Implantable Cardioverter Defibrillator (ICD)
An implantable cardioverter defibrillator (ICD) is slightly larger than a pacemaker, and functions much like one.
Unlike a pacemaker, however, ICDs are designed to deliver two levels of electrical impulses: a low-energy shock to return a heart back to normal rhythm, and a high-energy shock if the heart arrhythmia is so severe that the heart is quivering rather than beating.
ICDs are frequently recommended for patients who are at high risk for a potentially fatal ventricular arrhythmia.
ICDs have main primary components that help them sense when the heart's rate falls below the rate programmed into the pacemaker:
- A pulse generator, which produces the signals that make the heart beat.

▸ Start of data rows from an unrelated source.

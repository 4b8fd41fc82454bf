use sqlx::types::Json;
use sqlx::PgPool;
use tracing::info;
use uuid::Uuid;

use crate::dto::company_dto::{
    CompanyDetailResponse, CompanyListQuery, CreateCompanyPayload, DocumentsPayload,
    UpdateCompanyPayload,
};
use crate::dto::envelope::{PageParams, Paginated};
use crate::error::{unique_violation, Error, Result};
use crate::middleware::auth::CurrentUser;
use crate::models::company::{
    company_slug, default_meta_description, default_meta_title, response_rate, Company,
    CompanyStats, VerificationDocument,
};
use crate::models::vacancy::Vacancy;
use crate::services::filters::{like_pattern, wire_name, Filters};
use crate::utils::time;

const DUPLICATE_NAME: &str = "Company with this name already exists";

#[derive(Clone)]
pub struct CompanyService {
    pool: PgPool,
}

impl CompanyService {
    pub fn new(pool: PgPool) -> Self {
        Self { pool }
    }

    pub async fn list(&self, query: CompanyListQuery) -> Result<Paginated<Company>> {
        let page = PageParams::new(query.page, query.limit);

        let mut filters = Filters::new();
        filters.raw("is_active");
        if let Some(industry) = query.industry {
            filters.push("industry = {}::industry", wire_name(&industry));
        }
        if let Some(size) = query.size {
            filters.push("size = {}::company_size", wire_name(&size));
        }
        if let Some(location) = query.location.filter(|s| !s.trim().is_empty()) {
            filters.push(
                "(contact -> 'address' ->> 'city') ILIKE {}",
                like_pattern(&location),
            );
        }
        if let Some(verified) = query.verified {
            filters.push("is_verified = {}::boolean", verified.to_string());
        }
        if let Some(search) = query.search.filter(|s| !s.trim().is_empty()) {
            filters.push(
                "to_tsvector('simple', name || ' ' || description) @@ plainto_tsquery('simple', {})",
                search.trim(),
            );
        }
        let where_clause = filters.where_clause();
        let next = filters.next_index();

        let items_query = format!(
            "SELECT * FROM companies {} \
             ORDER BY is_verified DESC, total_vacancies DESC, created_at DESC \
             LIMIT ${} OFFSET ${}",
            where_clause,
            next,
            next + 1
        );
        let mut items_statement = sqlx::query_as::<_, Company>(&items_query);
        for value in filters.args() {
            items_statement = items_statement.bind(value);
        }
        let items = items_statement
            .bind(page.limit)
            .bind(page.offset())
            .fetch_all(&self.pool)
            .await?;

        let total_query = format!("SELECT COUNT(*) FROM companies {}", where_clause);
        let mut total_statement = sqlx::query_scalar::<_, i64>(&total_query);
        for value in filters.args() {
            total_statement = total_statement.bind(value);
        }
        let total = total_statement.fetch_one(&self.pool).await?;

        Ok(Paginated::new(items, page, total))
    }

    pub async fn find_active(&self, id: Uuid) -> Result<Company> {
        sqlx::query_as::<_, Company>("SELECT * FROM companies WHERE id = $1 AND is_active")
            .bind(id)
            .fetch_optional(&self.pool)
            .await?
            .ok_or_else(|| Error::NotFound("Company not found".to_string()))
    }

    /// Counts the visit and returns the company with its live vacancies.
    pub async fn get_public(&self, id: Uuid) -> Result<CompanyDetailResponse> {
        let company = sqlx::query_as::<_, Company>(
            r#"
            UPDATE companies
            SET total_views = total_views + 1
            WHERE id = $1 AND is_active
            RETURNING *
            "#,
        )
        .bind(id)
        .fetch_optional(&self.pool)
        .await?
        .ok_or_else(|| Error::NotFound("Company not found".to_string()))?;

        let vacancies = sqlx::query_as::<_, Vacancy>(
            r#"
            SELECT * FROM vacancies
            WHERE company_id = $1 AND is_active AND status = 'active' AND expires_at > NOW()
            ORDER BY created_at DESC
            "#,
        )
        .bind(id)
        .fetch_all(&self.pool)
        .await?;

        Ok(CompanyDetailResponse { company, vacancies })
    }

    pub async fn mine(&self, user_id: Uuid) -> Result<Vec<Company>> {
        let companies = sqlx::query_as::<_, Company>(
            "SELECT * FROM companies WHERE created_by = $1 AND is_active ORDER BY created_at DESC",
        )
        .bind(user_id)
        .fetch_all(&self.pool)
        .await?;
        Ok(companies)
    }

    pub async fn create(&self, user_id: Uuid, payload: CreateCompanyPayload) -> Result<Company> {
        let existing: Option<Uuid> = sqlx::query_scalar(
            "SELECT id FROM companies WHERE created_by = $1 AND is_active LIMIT 1",
        )
        .bind(user_id)
        .fetch_optional(&self.pool)
        .await?;
        if existing.is_some() {
            return Err(Error::BadRequest(
                "You already have a company profile".to_string(),
            ));
        }

        let name = payload.name.trim().to_string();
        let mut tx = self.pool.begin().await?;

        let inserted = sqlx::query_as::<_, Company>(
            r#"
            INSERT INTO companies (
                name, slug, description, logo, cover_image, industry, size, website,
                founded_year, founded_month, contact, social, culture, settings,
                meta_title, meta_description, created_by
            ) VALUES (
                $1, $2, $3, $4, $5, $6, $7, $8,
                $9, $10, $11, $12, $13, $14,
                $15, $16, $17
            )
            RETURNING *
            "#,
        )
        .bind(&name)
        .bind(company_slug(&name))
        .bind(&payload.description)
        .bind(&payload.logo)
        .bind(&payload.cover_image)
        .bind(payload.industry)
        .bind(payload.size)
        .bind(&payload.website)
        .bind(payload.founded_year)
        .bind(payload.founded_month)
        .bind(Json(payload.contact.unwrap_or_default()))
        .bind(Json(payload.social.unwrap_or_default()))
        .bind(Json(payload.culture.unwrap_or_default()))
        .bind(Json(payload.settings.unwrap_or_default()))
        .bind(default_meta_title(&name))
        .bind(default_meta_description(&name, &payload.description))
        .bind(user_id)
        .fetch_one(&mut *tx)
        .await;

        let company = match inserted {
            Ok(company) => company,
            Err(e) if unique_violation(&e).is_some() => {
                return Err(Error::Conflict(DUPLICATE_NAME.to_string()))
            }
            Err(e) => return Err(e.into()),
        };

        sqlx::query("UPDATE users SET employer_company_id = $2, updated_at = NOW() WHERE id = $1")
            .bind(user_id)
            .bind(company.id)
            .execute(&mut *tx)
            .await?;

        tx.commit().await?;
        info!(company_id = %company.id, user_id = %user_id, "company created");
        Ok(company)
    }

    pub async fn update(
        &self,
        id: Uuid,
        caller: &CurrentUser,
        payload: UpdateCompanyPayload,
    ) -> Result<Company> {
        let company = self.find_active(id).await?;
        ensure_manager(&company, caller)?;

        let renamed = payload
            .name
            .as_deref()
            .map(str::trim)
            .filter(|name| !name.eq_ignore_ascii_case(&company.name))
            .map(str::to_string);

        let (slug, meta_title, meta_description) = match &renamed {
            Some(name) => {
                let description = payload.description.as_deref().unwrap_or(&company.description);
                (
                    Some(company_slug(name)),
                    Some(default_meta_title(name)),
                    Some(default_meta_description(name, description)),
                )
            }
            None => (None, None, None),
        };

        let result = sqlx::query_as::<_, Company>(
            r#"
            UPDATE companies
            SET
                name = COALESCE($2, name),
                slug = COALESCE($3, slug),
                description = COALESCE($4, description),
                logo = COALESCE($5, logo),
                cover_image = COALESCE($6, cover_image),
                industry = COALESCE($7, industry),
                size = COALESCE($8, size),
                website = COALESCE($9, website),
                founded_year = COALESCE($10, founded_year),
                founded_month = COALESCE($11, founded_month),
                contact = COALESCE($12, contact),
                social = COALESCE($13, social),
                culture = COALESCE($14, culture),
                settings = COALESCE($15, settings),
                meta_title = COALESCE($16, meta_title),
                meta_description = COALESCE($17, meta_description),
                updated_at = NOW()
            WHERE id = $1
            RETURNING *
            "#,
        )
        .bind(id)
        .bind(renamed.or(payload.name.map(|n| n.trim().to_string())))
        .bind(slug)
        .bind(payload.description)
        .bind(payload.logo)
        .bind(payload.cover_image)
        .bind(payload.industry)
        .bind(payload.size)
        .bind(payload.website)
        .bind(payload.founded_year)
        .bind(payload.founded_month)
        .bind(payload.contact.map(Json))
        .bind(payload.social.map(Json))
        .bind(payload.culture.map(Json))
        .bind(payload.settings.map(Json))
        .bind(meta_title)
        .bind(meta_description)
        .fetch_one(&self.pool)
        .await;

        match result {
            Ok(company) => Ok(company),
            Err(e) if unique_violation(&e).is_some() => {
                Err(Error::Conflict(DUPLICATE_NAME.to_string()))
            }
            Err(e) => Err(e.into()),
        }
    }

    pub async fn verify(&self, id: Uuid, admin_id: Uuid, is_verified: bool) -> Result<Company> {
        let company = sqlx::query_as::<_, Company>(
            r#"
            UPDATE companies
            SET
                is_verified = $2,
                verified_at = CASE WHEN $2 THEN NOW() ELSE NULL END,
                verified_by = CASE WHEN $2 THEN $3 ELSE NULL END,
                updated_at = NOW()
            WHERE id = $1 AND is_active
            RETURNING *
            "#,
        )
        .bind(id)
        .bind(is_verified)
        .bind(admin_id)
        .fetch_optional(&self.pool)
        .await?
        .ok_or_else(|| Error::NotFound("Company not found".to_string()))?;
        info!(company_id = %id, is_verified, "company verification changed");
        Ok(company)
    }

    pub async fn add_documents(
        &self,
        id: Uuid,
        caller: &CurrentUser,
        payload: DocumentsPayload,
    ) -> Result<Company> {
        let company = self.find_active(id).await?;
        ensure_manager(&company, caller)?;

        let now = time::now();
        let mut documents = company.verification_documents.0;
        documents.extend(payload.documents.into_iter().map(|d| VerificationDocument {
            doc_type: d.doc_type,
            url: d.url,
            description: d.description,
            uploaded_at: now,
        }));

        let company = sqlx::query_as::<_, Company>(
            r#"
            UPDATE companies
            SET verification_documents = $2, updated_at = NOW()
            WHERE id = $1
            RETURNING *
            "#,
        )
        .bind(id)
        .bind(Json(documents))
        .fetch_one(&self.pool)
        .await?;
        Ok(company)
    }

    /// Recomputes the cached stats block from vacancies and applications.
    pub async fn refresh_stats(&self, id: Uuid, caller: &CurrentUser) -> Result<CompanyStats> {
        let company = self.find_active(id).await?;
        ensure_manager(&company, caller)?;

        let (total_vacancies, active_vacancies): (i64, i64) = sqlx::query_as(
            r#"
            SELECT
                COUNT(*),
                COUNT(*) FILTER (WHERE is_active AND status = 'active')
            FROM vacancies
            WHERE company_id = $1
            "#,
        )
        .bind(id)
        .fetch_one(&self.pool)
        .await?;

        let (total_applications, responded, avg_response): (i64, i64, Option<f64>) =
            sqlx::query_as(
                r#"
                SELECT
                    COUNT(*),
                    COUNT(*) FILTER (WHERE status <> 'applied'),
                    (AVG(EXTRACT(EPOCH FROM (responded_at - applied_at)))
                        FILTER (WHERE responded_at IS NOT NULL))::FLOAT8
                FROM applications
                WHERE company_id = $1 AND is_active
                "#,
            )
            .bind(id)
            .fetch_one(&self.pool)
            .await?;

        let company = sqlx::query_as::<_, Company>(
            r#"
            UPDATE companies
            SET
                total_vacancies = $2,
                active_vacancies = $3,
                total_applications = $4,
                response_rate = $5,
                avg_response_time_secs = $6,
                stats_refreshed_at = NOW()
            WHERE id = $1
            RETURNING *
            "#,
        )
        .bind(id)
        .bind(clamp_i32(total_vacancies))
        .bind(clamp_i32(active_vacancies))
        .bind(total_applications)
        .bind(response_rate(responded, total_applications))
        .bind(avg_response.unwrap_or(0.0))
        .fetch_one(&self.pool)
        .await?;

        Ok(company.stats())
    }
}

fn ensure_manager(company: &Company, caller: &CurrentUser) -> Result<()> {
    if company.created_by == caller.id || caller.is_admin() {
        Ok(())
    } else {
        Err(Error::Forbidden(
            "Only the company owner can manage this company".to_string(),
        ))
    }
}

fn clamp_i32(value: i64) -> i32 {
    i32::try_from(value).unwrap_or(i32::MAX)
}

- One or more insulated lead wires that carry signals to the heart from the pulse generator. One lead is attached to the pulse generator, while the other lead is placed in one of the chambers of the heart.
- Electrodes, which are found on each lead.
ICD insertion is done in the cardiac catheterization lab. Although the patient is awake during the procedure, sedation is usually given to help them relax.
During the procedure, an incision is made just under the collarbone. The lead of the ICD is then inserted into the heart through a blood vessel.
The lead is then tested to ensure that it's functional and in the right place. When the leads are confirmed to be working, they are attached to the generator, which is placed under the skin at the incision site.
You may need a night or two of observation after the procedure to ensure the ICD is functioning as it should.